You forgot to add a { after main().
public static void main(String[] args) {
//-------------------------------------^
And after return add ; and }.
Looks like you are confusing between Java and .NET. There's no Console.WriteLine() in Java. You need to change it to:
System.out.println();
The Console.WriteLine() is available only in .NET Framework. You need to replace them with the above. For eg:
Console.WriteLine("john smith");
Should be replaced with:
System.out.println("john smith");
If you really want to execute Console.WriteLine, then you need to use Microsoft Visual Studio and create a new C# Console Application.
See more here: How to: Create a C# Console Application:
(source: programcall.com)
And in the Console Program using .NET, it uses the main class as:
class Program {
And not the one which you use. So definitely yours is a Java Application.
You are missing some brackets.
public class MyFirstProgram {
public static void main (String args[]) {
Console.WriteLine("some text");
}
}
EDIT: You should also add semicolons ; to the end of a function/line
For every method with implementation, you need a pair of curly braces.
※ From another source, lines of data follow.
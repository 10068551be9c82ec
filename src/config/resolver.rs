use crate::config::actions::{GlobalAction, LogAction, NavAction};
use crate::config::keybindings::KeybindingsConfig;
use crossterm::event::KeyEvent;
use std::sync::Arc;

pub struct KeyResolver {
    pub keybindings: Arc<KeybindingsConfig>,
}

impl KeyResolver {
    pub const fn new(keybindings: Arc<KeybindingsConfig>) -> Self {
        Self { keybindings }
    }

    // Global actions
    pub fn matches_global(&self, event: &KeyEvent, action: GlobalAction) -> bool {
        let kb = &self.keybindings.global;
        match action {
            GlobalAction::Quit => kb.quit.matches(event),
            GlobalAction::Suspend => kb.suspend.matches(event),
            GlobalAction::Refresh => kb.refresh.matches(event),
            GlobalAction::FocusNext => kb.focus_next.matches(event),
            GlobalAction::FocusPrev => kb.focus_prev.matches(event),
        }
    }

    pub fn display_global(&self, action: GlobalAction) -> String {
        let kb = &self.keybindings.global;
        match action {
            GlobalAction::Quit => kb.quit.display(),
            GlobalAction::Suspend => kb.suspend.display(),
            GlobalAction::Refresh => kb.refresh.display(),
            GlobalAction::FocusNext => kb.focus_next.display(),
            GlobalAction::FocusPrev => kb.focus_prev.display(),
        }
    }

    // Navigation actions
    pub fn matches_nav(&self, event: &KeyEvent, action: NavAction) -> bool {
        let kb = &self.keybindings.navigation;
        match action {
            NavAction::Up => kb.up.matches(event),
            NavAction::Down => kb.down.matches(event),
            NavAction::PageUp => kb.page_up.matches(event),
            NavAction::PageDown => kb.page_down.matches(event),
            NavAction::Home => kb.home.matches(event),
            NavAction::End => kb.end.matches(event),
        }
    }

    pub fn display_nav(&self, action: NavAction) -> String {
        let kb = &self.keybindings.navigation;
        match action {
            NavAction::Up => kb.up.display(),
            NavAction::Down => kb.down.display(),
            NavAction::PageUp => kb.page_up.display(),
            NavAction::PageDown => kb.page_down.display(),
            NavAction::Home => kb.home.display(),
            NavAction::End => kb.end.display(),
        }
    }

    // Log panel actions
    pub fn matches_logs(&self, event: &KeyEvent, action: LogAction) -> bool {
        let kb = &self.keybindings.logs;
        match action {
            LogAction::Select => kb.select.matches(event),
            LogAction::Clear => kb.clear.matches(event),
        }
    }

    pub fn display_logs(&self, action: LogAction) -> String {
        let kb = &self.keybindings.logs;
        match action {
            LogAction::Select => kb.select.display(),
            LogAction::Clear => kb.clear.display(),
        }
    }
}

impl Default for KeyResolver {
    fn default() -> Self {
        Self::new(Arc::new(KeybindingsConfig::default()))
    }
}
public static void main(String[] args){
}
The curly braces will indicate the scope of the codes the follows. Also, are you asking a question on C# or Java?
If you are asking a question on Java and not C#, to print a line, you should be using System.out.print() or System.out.println(). Not Console.WriteLine().
It looks like to me you are writing C# codes in Java with a habit carried over from C++. There is no need to write a return statement at the end of your main method in Java.
The return type for main() in Java is void, that means you can't return a value from main().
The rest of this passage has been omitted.